LINDA HAD TO GO to Pakistan and she left me in charge of her house. This was a three-storey Scandinavian style mansion full of personal libraries and well-stoked fireplaces where staircases rolled and ascended. It stood at the top of the hill overlooking a foggy harbor that in winter was frozen over and packed with ice. It was here that she slept in a grand canopy bed.
Before she had left, Linda had shown me the place, including a stack of green, government-issued bonds, made out to her and members of her family, with the instruction to guard them with my life. She was a tawny, vivacious Estonian woman with two very thrilling gray eyes. In the old black-and-white photos of Linda on the shelves, the ones taken during her youth in the faraway 1980s, I had detected a superficial beauty, a kind of dewy, youthful innocence that was somehow neutral, asexual and unappealing to me. But over the years, through the kicks and betrayals of time, her puissance sexuelle had grown only more abundant and her pull had bloomed. Imagine the sun, that glowing hot orange globe, sizzling and radiating heat and fire.
That was Linda.
Next my friends came over and made themselves at home. Toomas was an older sort with thick orange-yellow hair, some dark-rimmed glasses. He was also a career criminal and immediately looked for ways to rip poor Linda off. Markus was younger with a thin mustache and tended to go along with whatever Toomas dreamed up. His idea was to rewrite the government-issued bonds in our own names, but only a handful of them. These he would pocket and later cash in, and Linda and her prestigious family would be a little less richer, but so what. They would never notice. Beneath a lamp at an old desk, Toomas went to work with his forgery. Neatly and precisely he amended them with some ink and a pen knife while firewood crackled in the hearth. I watched him slumped over in concentration in the blue light of a February afternoon. By the time Linda got back, Toomas had already departed, the revised bonds tucked neatly in his pocket. Markus drove. They both imagined themselves to be rich.

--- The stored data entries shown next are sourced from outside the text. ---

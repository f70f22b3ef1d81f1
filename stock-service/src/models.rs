use chrono::{DateTime, Utc};
use diesel::prelude::*;
use serde::{Deserialize, Serialize};
use uuid::Uuid;

#[derive(Debug, Clone, Copy, PartialEq, Eq, Serialize, Deserialize)]
pub enum ReservationStatus {
    Pending,
    Committed,
    Released,
    Expired,
}

impl ReservationStatus {
    pub fn as_str(&self) -> &'static str {
        match self {
            ReservationStatus::Pending => "pending",
            ReservationStatus::Committed => "committed",
            ReservationStatus::Released => "released",
            ReservationStatus::Expired => "expired",
        }
    }

    pub fn parse(s: &str) -> Option<Self> {
        match s {
            "pending" => Some(ReservationStatus::Pending),
            "committed" => Some(ReservationStatus::Committed),
            "released" => Some(ReservationStatus::Released),
            "expired" => Some(ReservationStatus::Expired),
            _ => None,
        }
    }

    pub fn is_terminal(&self) -> bool {
        !matches!(self, ReservationStatus::Pending)
    }
}

#[derive(Debug, Clone, Queryable, Identifiable, Serialize, Deserialize)]
#[diesel(table_name = crate::schema::warehouses)]
pub struct Warehouse {
    pub id: Uuid,
    pub name: String,
    pub priority: i32,
    pub is_active: bool,
    pub created_at: DateTime<Utc>,
}

#[derive(Debug, Clone, Queryable, Identifiable, Serialize, Deserialize)]
#[diesel(table_name = crate::schema::stock_items)]
pub struct StockItem {
    pub id: Uuid,
    pub product_id: Uuid,
    pub variation_id: Option<Uuid>,
    pub warehouse_id: Uuid,
    pub sku: Option<String>,
    pub available_quantity: i32,
    pub reserved_quantity: i32,
    pub in_transit_quantity: i32,
    pub damaged_quantity: i32,
    pub minimum_level: Option<i32>,
    pub maximum_level: Option<i32>,
    pub expiry_date: Option<DateTime<Utc>>,
    pub batch_number: Option<String>,
    pub is_active: bool,
    pub created_at: DateTime<Utc>,
    pub updated_at: DateTime<Utc>,
}

#[derive(Debug, Clone, Queryable, Identifiable, Serialize, Deserialize)]
#[diesel(table_name = crate::schema::reservations)]
pub struct Reservation {
    pub id: Uuid,
    pub stock_item_id: Uuid,
    pub cart_id: Option<Uuid>,
    pub order_id: Option<Uuid>,
    pub customer_id: Option<Uuid>,
    pub reserved_quantity: i32,
    pub status: String,
    pub reservation_type: String,
    pub reserved_at: DateTime<Utc>,
    pub expires_at: Option<DateTime<Utc>>,
    pub released_at: Option<DateTime<Utc>>,
    pub updated_at: DateTime<Utc>,
}

impl Reservation {
    pub fn status(&self) -> Option<ReservationStatus> {
        ReservationStatus::parse(&self.status)
    }
}

#[derive(Debug, Clone, Insertable)]
#[diesel(table_name = crate::schema::reservations)]
pub struct NewReservation {
    pub id: Uuid,
    pub stock_item_id: Uuid,
    pub cart_id: Option<Uuid>,
    pub order_id: Option<Uuid>,
    pub customer_id: Option<Uuid>,
    pub reserved_quantity: i32,
    pub status: String,
    pub reservation_type: String,
    pub reserved_at: DateTime<Utc>,
    pub expires_at: Option<DateTime<Utc>>,
    pub updated_at: DateTime<Utc>,
}

#[derive(Debug, Clone, Queryable, Serialize, Deserialize)]
#[diesel(table_name = crate::schema::idempotent_requests)]
pub struct IdempotentRequest {
    pub key: String,
    pub subject_id: String,
    pub request_hash: Option<String>,
    pub locked_until: Option<DateTime<Utc>>,
    pub expires_on: Option<DateTime<Utc>>,
    pub response_body: Option<serde_json::Value>,
    pub status_code: Option<i16>,
    pub created_at: DateTime<Utc>,
}

#[derive(Debug, Clone, Insertable)]
#[diesel(table_name = crate::schema::idempotent_requests)]
pub struct NewIdempotentRequest {
    pub key: String,
    pub subject_id: String,
    pub request_hash: Option<String>,
    pub locked_until: Option<DateTime<Utc>>,
    pub expires_on: Option<DateTime<Utc>>,
    pub created_at: DateTime<Utc>,
}

#[derive(Debug, Clone, Queryable, Identifiable, Serialize, Deserialize)]
#[diesel(table_name = crate::schema::outbox_messages)]
pub struct OutboxMessage {
    pub id: Uuid,
    pub message_id: Uuid,
    pub event_type: String,
    pub content: serde_json::Value,
    pub destination: Option<String>,
    pub occurred_on: DateTime<Utc>,
    pub processed: bool,
    pub processed_on: Option<DateTime<Utc>>,
    pub locked_by: Option<String>,
    pub locked_at: Option<DateTime<Utc>>,
    pub retry_count: i32,
}

#[derive(Debug, Clone, Insertable)]
#[diesel(table_name = crate::schema::outbox_messages)]
pub struct NewOutboxMessage {
    pub id: Uuid,
    pub message_id: Uuid,
    pub event_type: String,
    pub content: serde_json::Value,
    pub destination: Option<String>,
    pub occurred_on: DateTime<Utc>,
}

impl NewOutboxMessage {
    pub fn new(event_type: &str, content: serde_json::Value, occurred_on: DateTime<Utc>) -> Self {
        Self {
            id: Uuid::new_v4(),
            message_id: Uuid::new_v4(),
            event_type: event_type.to_string(),
            content,
            destination: None,
            occurred_on,
        }
    }
}

pub const INBOX_RECEIVED: &str = "received";
pub const INBOX_PROCESSED: &str = "processed";

#[derive(Debug, Clone, Queryable, Serialize, Deserialize)]
#[diesel(table_name = crate::schema::inbox_messages)]
pub struct InboxMessage {
    pub message_id: String,
    pub message_type: String,
    pub content: serde_json::Value,
    pub consumer: Option<String>,
    pub status: String,
    pub received_at: DateTime<Utc>,
    pub processed_on: Option<DateTime<Utc>>,
}

#[derive(Debug, Clone, Insertable)]
#[diesel(table_name = crate::schema::inbox_messages)]
pub struct NewInboxMessage {
    pub message_id: String,
    pub message_type: String,
    pub content: serde_json::Value,
    pub consumer: Option<String>,
    pub status: String,
    pub received_at: DateTime<Utc>,
}
use std::future::Future;
use std::sync::Arc;

use chrono::Duration;
use tracing::debug;

use crate::clock::Clock;
use crate::error::{StockError, StockResult};
use crate::models::NewIdempotentRequest;
use crate::store::LedgerStore;

pub const DEFAULT_LOCK_DURATION_SECS: i64 = 30;

/// A serialized operation result as stored on the idempotent-request record
/// and replayed verbatim to later callers of the same key.
#[derive(Debug, Clone, PartialEq)]
pub struct StoredResponse {
    pub body: serde_json::Value,
    pub status_code: i16,
}

/// Wraps an action with at-most-once semantics keyed by (key, subject id).
///
/// Deliberately non-blocking: a caller that finds the key locked by an
/// in-flight operation gets `OperationInProgress` immediately instead of
/// waiting on the other caller. The lock's own expiry is the only timeout;
/// client cancellation never clears it early.
#[derive(Clone)]
pub struct IdempotencyCoordinator {
    store: Arc<dyn LedgerStore>,
    clock: Arc<dyn Clock>,
    lock_duration: Duration,
}

impl IdempotencyCoordinator {
    pub fn new(store: Arc<dyn LedgerStore>, clock: Arc<dyn Clock>) -> Self {
        Self {
            store,
            clock,
            lock_duration: Duration::seconds(DEFAULT_LOCK_DURATION_SECS),
        }
    }

    pub fn with_lock_duration(mut self, lock_duration: Duration) -> Self {
        self.lock_duration = lock_duration;
        self
    }

    pub async fn execute<F, Fut>(
        &self,
        key: &str,
        subject_id: Option<&str>,
        request_hash: Option<&str>,
        ttl: Duration,
        action: F,
    ) -> StockResult<StoredResponse>
    where
        F: FnOnce() -> Fut + Send,
        Fut: Future<Output = StockResult<StoredResponse>> + Send,
    {
        let subject = subject_id.unwrap_or("");
        let now = self.clock.now();

        if let Some(existing) = self.store.find_request(key, subject).await? {
            let expired = existing.expires_on.map(|e| e <= now).unwrap_or(false);
            if let (Some(body), false) = (existing.response_body.clone(), expired) {
                check_hash(existing.request_hash.as_deref(), request_hash)?;
                debug!(key, "returning stored idempotent response");
                return Ok(StoredResponse {
                    body,
                    status_code: existing.status_code.unwrap_or(200),
                });
            }
        }

        let locked_until = now + self.lock_duration;
        let expires_on = Some(now + ttl);
        let inserted = self
            .store
            .try_insert_request(NewIdempotentRequest {
                key: key.to_string(),
                subject_id: subject.to_string(),
                request_hash: request_hash.map(|h| h.to_string()),
                locked_until: Some(locked_until),
                expires_on,
                created_at: now,
            })
            .await?;

        if !inserted {
            // Lost the insert race. A result may have landed in the meantime;
            // otherwise the record is either still locked or stale enough to
            // reclaim.
            let existing = self
                .store
                .find_request(key, subject)
                .await?
                .ok_or(StockError::OperationInProgress)?;

            let expired = existing.expires_on.map(|e| e <= now).unwrap_or(false);
            if let (Some(body), false) = (existing.response_body.clone(), expired) {
                check_hash(existing.request_hash.as_deref(), request_hash)?;
                return Ok(StoredResponse {
                    body,
                    status_code: existing.status_code.unwrap_or(200),
                });
            }

            let reclaimed = self
                .store
                .try_reclaim_request(
                    key,
                    subject,
                    now,
                    locked_until,
                    expires_on,
                    request_hash.map(|h| h.to_string()),
                )
                .await?;
            if !reclaimed {
                return Err(StockError::OperationInProgress);
            }
            debug!(key, "reclaimed stale idempotent request record");
        }

        match action().await {
            Ok(response) => {
                self.store
                    .complete_request(key, subject, response.body.clone(), response.status_code)
                    .await?;
                Ok(response)
            }
            Err(e) => {
                // No result stored: a retry with the same key re-executes.
                self.store.clear_request_lock(key, subject).await?;
                Err(e)
            }
        }
    }
}

fn check_hash(stored: Option<&str>, presented: Option<&str>) -> StockResult<()> {
    if let (Some(stored), Some(presented)) = (stored, presented) {
        if stored != presented {
            return Err(StockError::KeyPayloadMismatch);
        }
    }
    Ok(())
}
use axum::{
    extract::{Path, Query, State},
    http::{HeaderMap, StatusCode},
    response::Json,
    routing::{delete, get, post},
    Router,
};
use chrono::Duration;
use serde::{Deserialize, Serialize};
use sha2::{Digest, Sha256};
use uuid::Uuid;

use shared::*;

use crate::allocation::Availability;
use crate::error::StockError;
use crate::handlers::{request_fingerprint, RESPONSE_TTL_HOURS};
use crate::idempotency::{IdempotencyCoordinator, StoredResponse};
use crate::reservation::ReservationLifecycleManager;

pub const IDEMPOTENCY_KEY_HEADER: &str = "idempotency-key";

#[derive(Clone)]
pub struct AppState {
    pub manager: ReservationLifecycleManager,
    pub coordinator: IdempotencyCoordinator,
}

#[derive(Debug, Serialize)]
pub struct ErrorResponse {
    pub error: String,
    pub code: &'static str,
}

#[derive(Debug, Deserialize)]
pub struct AvailabilityQuery {
    pub product_id: Uuid,
    pub variation_id: Option<Uuid>,
    pub quantity: i32,
    pub warehouse_id: Option<Uuid>,
}

#[derive(Debug, Deserialize)]
pub struct CommitRequest {
    pub order_id: Uuid,
}

#[derive(Debug, Deserialize, Default)]
pub struct ReleaseRequest {
    pub reason: Option<String>,
}

pub fn create_router(state: AppState) -> Router {
    Router::new()
        .route("/availability", get(check_availability))
        .route("/reservations", post(reserve_stock))
        .route("/reservations/:id/commit", post(commit_reservation))
        .route("/reservations/:id/release", post(release_reservation))
        .route("/carts/:cart_id/reservations", delete(release_cart))
        .route("/health", get(health_check))
        .with_state(state)
        .layer(
            tower_http::cors::CorsLayer::new()
                .allow_origin(tower_http::cors::Any)
                .allow_methods(tower_http::cors::Any)
                .allow_headers(tower_http::cors::Any),
        )
}

type ApiError = (StatusCode, Json<ErrorResponse>);

fn error_response(e: StockError) -> ApiError {
    let (status, code) = match &e {
        StockError::Validation(_) => (StatusCode::BAD_REQUEST, "validation"),
        StockError::NotFound(_) => (StatusCode::NOT_FOUND, "not_found"),
        StockError::InsufficientStock { .. } => (StatusCode::CONFLICT, "insufficient_stock"),
        StockError::KeyPayloadMismatch => (StatusCode::CONFLICT, "key_payload_mismatch"),
        StockError::OperationInProgress => (StatusCode::CONFLICT, "in_progress"),
        StockError::InvalidState => (StatusCode::CONFLICT, "invalid_state"),
        StockError::Store(_) | StockError::Publish(_) => {
            (StatusCode::INTERNAL_SERVER_ERROR, "internal")
        }
    };
    (
        status,
        Json(ErrorResponse {
            error: e.to_string(),
            code,
        }),
    )
}

/// Explicit `Idempotency-Key` header if supplied, otherwise derived from
/// (method, route, body). Callers repeating a legitimately repeatable action
/// must salt their own key; a purely content-derived key treats repeats as
/// duplicates.
fn resolve_idempotency_key(
    headers: &HeaderMap,
    method: &str,
    route: &str,
    body: &serde_json::Value,
) -> String {
    if let Some(key) = headers
        .get(IDEMPOTENCY_KEY_HEADER)
        .and_then(|v| v.to_str().ok())
    {
        if !key.is_empty() {
            return key.to_string();
        }
    }
    let mut hasher = Sha256::new();
    hasher.update(method.as_bytes());
    hasher.update(b"|");
    hasher.update(route.as_bytes());
    hasher.update(b"|");
    hasher.update(body.to_string().as_bytes());
    hex::encode(hasher.finalize())
}

fn stored_response(stored: StoredResponse) -> (StatusCode, Json<serde_json::Value>) {
    let status =
        StatusCode::from_u16(stored.status_code as u16).unwrap_or(StatusCode::OK);
    (status, Json(stored.body))
}

async fn check_availability(
    State(state): State<AppState>,
    Query(query): Query<AvailabilityQuery>,
) -> Result<Json<Availability>, ApiError> {
    state
        .manager
        .check_availability(
            query.product_id,
            query.variation_id,
            query.quantity,
            query.warehouse_id,
        )
        .await
        .map(Json)
        .map_err(error_response)
}

async fn reserve_stock(
    State(state): State<AppState>,
    headers: HeaderMap,
    Json(request): Json<ReserveStockData>,
) -> Result<(StatusCode, Json<serde_json::Value>), ApiError> {
    let body = serde_json::to_value(&request).map_err(|e| error_response(e.into()))?;
    let key = resolve_idempotency_key(&headers, "POST", "/reservations", &body);
    let hash = request_fingerprint(&body).map_err(error_response)?;
    let subject = request.customer_id.map(|c| c.to_string());

    let manager = &state.manager;
    let stored = state
        .coordinator
        .execute(
            &key,
            subject.as_deref(),
            Some(&hash),
            Duration::hours(RESPONSE_TTL_HOURS),
            || async move {
                let result = manager.reserve(&request).await?;
                Ok(StoredResponse {
                    body: serde_json::to_value(result)?,
                    status_code: 201,
                })
            },
        )
        .await
        .map_err(error_response)?;

    Ok(stored_response(stored))
}

async fn commit_reservation(
    State(state): State<AppState>,
    Path(id): Path<Uuid>,
    headers: HeaderMap,
    Json(request): Json<CommitRequest>,
) -> Result<(StatusCode, Json<serde_json::Value>), ApiError> {
    let body = serde_json::json!({ "reservation_id": id, "order_id": request.order_id });
    let route = format!("/reservations/{}/commit", id);
    let key = resolve_idempotency_key(&headers, "POST", &route, &body);
    let hash = request_fingerprint(&body).map_err(error_response)?;

    let manager = &state.manager;
    let stored = state
        .coordinator
        .execute(
            &key,
            None,
            Some(&hash),
            Duration::hours(RESPONSE_TTL_HOURS),
            || async move {
                let committed = manager.commit(id, request.order_id).await?;
                Ok(StoredResponse {
                    body: serde_json::json!({ "committed": committed }),
                    status_code: 200,
                })
            },
        )
        .await
        .map_err(error_response)?;

    Ok(stored_response(stored))
}

async fn release_reservation(
    State(state): State<AppState>,
    Path(id): Path<Uuid>,
    headers: HeaderMap,
    Json(request): Json<ReleaseRequest>,
) -> Result<(StatusCode, Json<serde_json::Value>), ApiError> {
    let body = serde_json::json!({ "reservation_id": id, "reason": &request.reason });
    let route = format!("/reservations/{}/release", id);
    let key = resolve_idempotency_key(&headers, "POST", &route, &body);
    let hash = request_fingerprint(&body).map_err(error_response)?;

    let manager = &state.manager;
    let stored = state
        .coordinator
        .execute(
            &key,
            None,
            Some(&hash),
            Duration::hours(RESPONSE_TTL_HOURS),
            || async move {
                let released = manager.release(id, request.reason.as_deref()).await?;
                Ok(StoredResponse {
                    body: serde_json::json!({ "released": released }),
                    status_code: 200,
                })
            },
        )
        .await
        .map_err(error_response)?;

    Ok(stored_response(stored))
}

async fn release_cart(
    State(state): State<AppState>,
    Path(cart_id): Path<Uuid>,
    headers: HeaderMap,
) -> Result<(StatusCode, Json<serde_json::Value>), ApiError> {
    let body = serde_json::json!({ "cart_id": cart_id });
    let route = format!("/carts/{}/reservations", cart_id);
    let key = resolve_idempotency_key(&headers, "DELETE", &route, &body);
    let hash = request_fingerprint(&body).map_err(error_response)?;

    let manager = &state.manager;
    let stored = state
        .coordinator
        .execute(
            &key,
            None,
            Some(&hash),
            Duration::hours(RESPONSE_TTL_HOURS),
            || async move {
                let released = manager.release_cart(cart_id).await?;
                Ok(StoredResponse {
                    body: serde_json::json!({ "released_count": released }),
                    status_code: 200,
                })
            },
        )
        .await
        .map_err(error_response)?;

    Ok(stored_response(stored))
}

async fn health_check() -> &'static str {
    "OK"
}

#[cfg(test)]
mod tests {
    use super::*;
    use crate::clock::ManualClock;
    use crate::models::StockItem;
    use crate::store::memory::MemoryLedgerStore;
    use axum::body::Body;
    use axum::http::Request;
    use chrono::Utc;
    use std::sync::Arc;
    use tower::ServiceExt;

    struct Fixture {
        store: Arc<MemoryLedgerStore>,
        manager: ReservationLifecycleManager,
        app: Router,
    }

    fn fixture() -> Fixture {
        let store = Arc::new(MemoryLedgerStore::new());
        let clock = Arc::new(ManualClock::new(Utc::now()));
        let manager = ReservationLifecycleManager::new(store.clone(), clock.clone());
        let coordinator = IdempotencyCoordinator::new(store.clone(), clock.clone());
        let app = create_router(AppState {
            manager: manager.clone(),
            coordinator,
        });
        Fixture {
            store,
            manager,
            app,
        }
    }

    fn seed_stock(store: &MemoryLedgerStore, product_id: Uuid, available: i32) -> Uuid {
        let item = StockItem {
            id: Uuid::new_v4(),
            product_id,
            variation_id: None,
            warehouse_id: Uuid::new_v4(),
            sku: None,
            available_quantity: available,
            reserved_quantity: 0,
            in_transit_quantity: 0,
            damaged_quantity: 0,
            minimum_level: None,
            maximum_level: None,
            expiry_date: None,
            batch_number: None,
            is_active: true,
            created_at: Utc::now(),
            updated_at: Utc::now(),
        };
        let id = item.id;
        store.add_stock_item(item);
        id
    }

    async fn post_json(
        app: &Router,
        uri: &str,
        key: &str,
        body: serde_json::Value,
    ) -> (StatusCode, serde_json::Value) {
        let response = app
            .clone()
            .oneshot(
                Request::builder()
                    .method("POST")
                    .uri(uri)
                    .header("content-type", "application/json")
                    .header(IDEMPOTENCY_KEY_HEADER, key)
                    .body(Body::from(body.to_string()))
                    .unwrap(),
            )
            .await
            .unwrap();
        let status = response.status();
        let bytes = axum::body::to_bytes(response.into_body(), usize::MAX)
            .await
            .unwrap();
        (status, serde_json::from_slice(&bytes).unwrap())
    }

    async fn reserve(f: &Fixture, product_id: Uuid, quantity: i32) -> Uuid {
        f.manager
            .reserve(&ReserveStockData {
                product_id,
                variation_id: None,
                warehouse_id: None,
                cart_id: None,
                order_id: None,
                customer_id: None,
                quantity,
                reservation_type: ReservationKind::Cart,
                ttl_minutes: None,
            })
            .await
            .unwrap()
            .reservation_id
    }

    #[tokio::test]
    async fn keyed_release_retry_replays_original_response() {
        let f = fixture();
        let product_id = Uuid::new_v4();
        seed_stock(&f.store, product_id, 10);
        let reservation_id = reserve(&f, product_id, 4).await;

        let uri = format!("/reservations/{}/release", reservation_id);
        let (status, body) = post_json(&f.app, &uri, "rel-1", serde_json::json!({})).await;
        assert_eq!(status, StatusCode::OK);
        assert_eq!(body, serde_json::json!({ "released": true }));

        // Retry with the same key: the stored response comes back verbatim,
        // not the no-op outcome a second release would report.
        let (status, body) = post_json(&f.app, &uri, "rel-1", serde_json::json!({})).await;
        assert_eq!(status, StatusCode::OK);
        assert_eq!(body, serde_json::json!({ "released": true }));
    }

    #[tokio::test]
    async fn keyed_cart_release_retry_replays_original_count() {
        let f = fixture();
        let product_id = Uuid::new_v4();
        seed_stock(&f.store, product_id, 10);
        let cart_id = Uuid::new_v4();
        f.manager
            .reserve(&ReserveStockData {
                product_id,
                variation_id: None,
                warehouse_id: None,
                cart_id: Some(cart_id),
                order_id: None,
                customer_id: None,
                quantity: 3,
                reservation_type: ReservationKind::Cart,
                ttl_minutes: None,
            })
            .await
            .unwrap();

        let uri = format!("/carts/{}/reservations", cart_id);
        let request = || {
            Request::builder()
                .method("DELETE")
                .uri(&uri)
                .header(IDEMPOTENCY_KEY_HEADER, "cart-rel-1")
                .body(Body::empty())
                .unwrap()
        };

        let response = f.app.clone().oneshot(request()).await.unwrap();
        assert_eq!(response.status(), StatusCode::OK);
        let bytes = axum::body::to_bytes(response.into_body(), usize::MAX)
            .await
            .unwrap();
        let body: serde_json::Value = serde_json::from_slice(&bytes).unwrap();
        assert_eq!(body, serde_json::json!({ "released_count": 1 }));

        let response = f.app.clone().oneshot(request()).await.unwrap();
        let bytes = axum::body::to_bytes(response.into_body(), usize::MAX)
            .await
            .unwrap();
        let body: serde_json::Value = serde_json::from_slice(&bytes).unwrap();
        assert_eq!(body, serde_json::json!({ "released_count": 1 }));
    }
}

I was left behind to clean up. In the waste bin, I found the shreds of the bonds that had been altered and tossed them in the fireplace. Then I rearranged the library, which contained volumes of artwork by Miro, Modigliani, Kangilaski, and others, so that the money stash place would be obscured and Linda might never go to look for the bonds again. It was snowing when her car pulled up, and I went out to greet her. The snow was tumbling down, collecting on the white birches, making them look all fuzzy. Linda got out of the car and leaped into my arms, wrapping her legs around my waist. “Well,” she said to me, making me blush. “How was it? At least you didn’t burn the house down.” I tried to tell her the truth, that my friends were thieves, and that I was one too, but I just couldn’t. It didn’t feel good to keep such secrets.